_TASK INSTRUCTIONS_:
Would you return the lines between the one holding "dimensions, matrix has" and the one holding "mat.divide_rows(&norms)?;", inclusive, and only those, exactly as they stand in the listing below?

_RECORDED INFORMATION_:
//! Positional binary persistence.
//!
//! Matrices and quantizers serialize themselves as a flat sequence of
//! fixed-width fields with no magic bytes and no version tag. A reader must
//! consume exactly the fields its paired writer produced, in the same order.
//! See [`crate::matrix::QuantMatrix::save`] for the top-level layout.

pub(crate) mod format;
impl<Q: VectorQuantizer> QuantMatrix<Q> {
    /// Quantize `mat` with caller-supplied, untrained quantizers.
    ///
    /// `pq` must cover `mat.cols()` dimensions. Passing `Some(npq)` enables
    /// norm quantization; `npq` must be 1-dimensional. `mat` is consumed.
    pub fn quantize_with(mut mat: DenseMatrix, mut pq: Q, npq: Option<Q>) -> Result<Self> {
        let (m, n) = (mat.rows(), mat.cols());
        if m == 0 || n == 0 {
            return Err(MatrixError::invalid(format!(
                "cannot quantize a {m} x {n} matrix"
            )));
        }
        if pq.dim() != n {
            return Err(MatrixError::invalid(format!(
                "quantizer covers {} dimensions, matrix has {n} columns",
                pq.dim()
            )));
        }
        if pq.subvector_size() == 0 {
            return Err(MatrixError::invalid("subvector size must be positive"));
        }

        info!(
            rows = m,
            cols = n,
            dsub = pq.subvector_size(),
            qnorm = npq.is_some(),
            "quantizing matrix"
        );

        let norm = match npq {
            Some(mut quantizer) => {
                if quantizer.dim() != 1 || quantizer.num_subquantizers() != 1 {
                    return Err(MatrixError::invalid(
                        "norm quantizer must be 1-dimensional with a single code",
                    ));
                }
                let norms = mat.l2_norm_rows();
                mat.divide_rows(&norms)?;
                quantizer.train(&norms, m)?;
                let mut codes = vec![0u8; m];
                quantizer.encode(&norms, &mut codes, m)?;
                Some(NormQuantization { codes, quantizer })
            }
            None => None,
        };

        pq.train(mat.data(), m)?;
        let code_size = m * pq.num_subquantizers();
        let mut codes = vec![0u8; code_size];
        pq.encode(mat.data(), &mut codes, m)?;
        drop(mat);

        Ok(Self {
            m,
            n,
            code_size,
            codes,
            pq,
            norm,
        })
    }

    /// Total number of stored codes: `rows * ceil(cols / dsub)`.
    pub fn code_size(&self) -> usize {
        self.code_size
    }

    pub fn subvector_size(&self) -> usize {
        self.pq.subvector_size()
    }

    pub fn uses_norm_quantization(&self) -> bool {
        self.norm.is_some()
    }

    /// All row codes, row `i` at `i * ceil(cols / dsub)`.
    pub fn codes(&self) -> &[u8] {
        &self.codes
    }

    /// One code per row when norm quantization is enabled.
    pub fn norm_codes(&self) -> Option<&[u8]> {
        self.norm.as_ref().map(|nq| nq.codes.as_slice())
    }

    pub fn quantizer(&self) -> &Q {
        &self.pq
    }

    pub fn norm_quantizer(&self) -> Option<&Q> {
        self.norm.as_ref().map(|nq| &nq.quantizer)
    }

    /// Reconstructed norm of row `i`, or 1 without norm quantization.
    pub fn row_norm(&self, i: usize) -> Result<f32> {
        check_row(i, self.m)?;
        Ok(self.norm_of(i))
    }

    #[inline]
    fn norm_of(&self, i: usize) -> f32 {
        match &self.norm {
            Some(nq) => nq.quantizer.centroid(0, nq.codes[i])[0],
            None => 1.0,
        }
    }

    /// Read the form written by [`Matrix::save`].
    ///
    /// Quantizers are rebuilt through [`VectorQuantizer::load`]. The header
    /// is cross-checked against the loaded quantizers and every code is
    /// checked against its codebook.
    pub fn load(input: &mut dyn Read) -> Result<Self> {
        let qnorm = format::read_bool(input, "qnorm flag")?;
        let m = format::read_usize_i64(input, "rows")?;
        let n = format::read_usize_i64(input, "cols")?;
        let code_size = format::read_usize_i64(input, "code size")?;
        let codes = format::read_bytes(input, code_size, "codes")?;
        let pq = Q::load(input)?;

        if pq.dim() != n {
            return Err(MatrixError::malformed(format!(
                "quantizer covers {} dimensions, header says {n} columns",
                pq.dim()
            )));
        }
        let expected = m
            .checked_mul(num_subvectors(n, pq.subvector_size()))
            .ok_or_else(|| MatrixError::malformed("code size overflows"))?;
        if code_size != expected {
            return Err(MatrixError::malformed(format!(
                "code size {code_size} does not match {m} rows x {} codes",
                num_subvectors(n, pq.subvector_size())
            )));
        }
        check_codes(&codes, pq.codebook_size(), "codes")?;

        let norm = if qnorm {
            let codes = format::read_bytes(input, m, "norm codes")?;
            let quantizer = Q::load(input)?;
            if quantizer.dim() != 1 {
                return Err(MatrixError::malformed(format!(
                    "norm quantizer has {} dimensions",
                    quantizer.dim()
                )));
            }
            check_codes(&codes, quantizer.codebook_size(), "norm codes")?;
            Some(NormQuantization { codes, quantizer })
        } else {
            None
        };

        debug!(rows = m, cols = n, code_size, qnorm, "loaded quantized matrix");
        Ok(Self {
            m,
            n,
            code_size,
            codes,
            pq,
            norm,
        })
    }

    /// Save to a file, replacing any existing one.
    pub fn save_to_path(&self, path: impl AsRef<Path>) -> Result<()> {
        let mut out = BufWriter::new(File::create(path)?);
        self.save(&mut out)?;
        out.flush()?;
        Ok(())
    }

    pub fn load_from_path(path: impl AsRef<Path>) -> Result<Self> {
        let mut input = BufReader::new(File::open(path)?);
        Self::load(&mut input)
    }
}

_TASK RESPONSE_:
                "quantizer covers {} dimensions, matrix has {n} columns",
                pq.dim()
            )));
        }
        if pq.subvector_size() == 0 {
            return Err(MatrixError::invalid("subvector size must be positive"));
        }

        info!(
            rows = m,
            cols = n,
            dsub = pq.subvector_size(),
            qnorm = npq.is_some(),
            "quantizing matrix"
        );

        let norm = match npq {
            Some(mut quantizer) => {
                if quantizer.dim() != 1 || quantizer.num_subquantizers() != 1 {
                    return Err(MatrixError::invalid(
                        "norm quantizer must be 1-dimensional with a single code",
                    ));
                }
                let norms = mat.l2_norm_rows();
                mat.divide_rows(&norms)?;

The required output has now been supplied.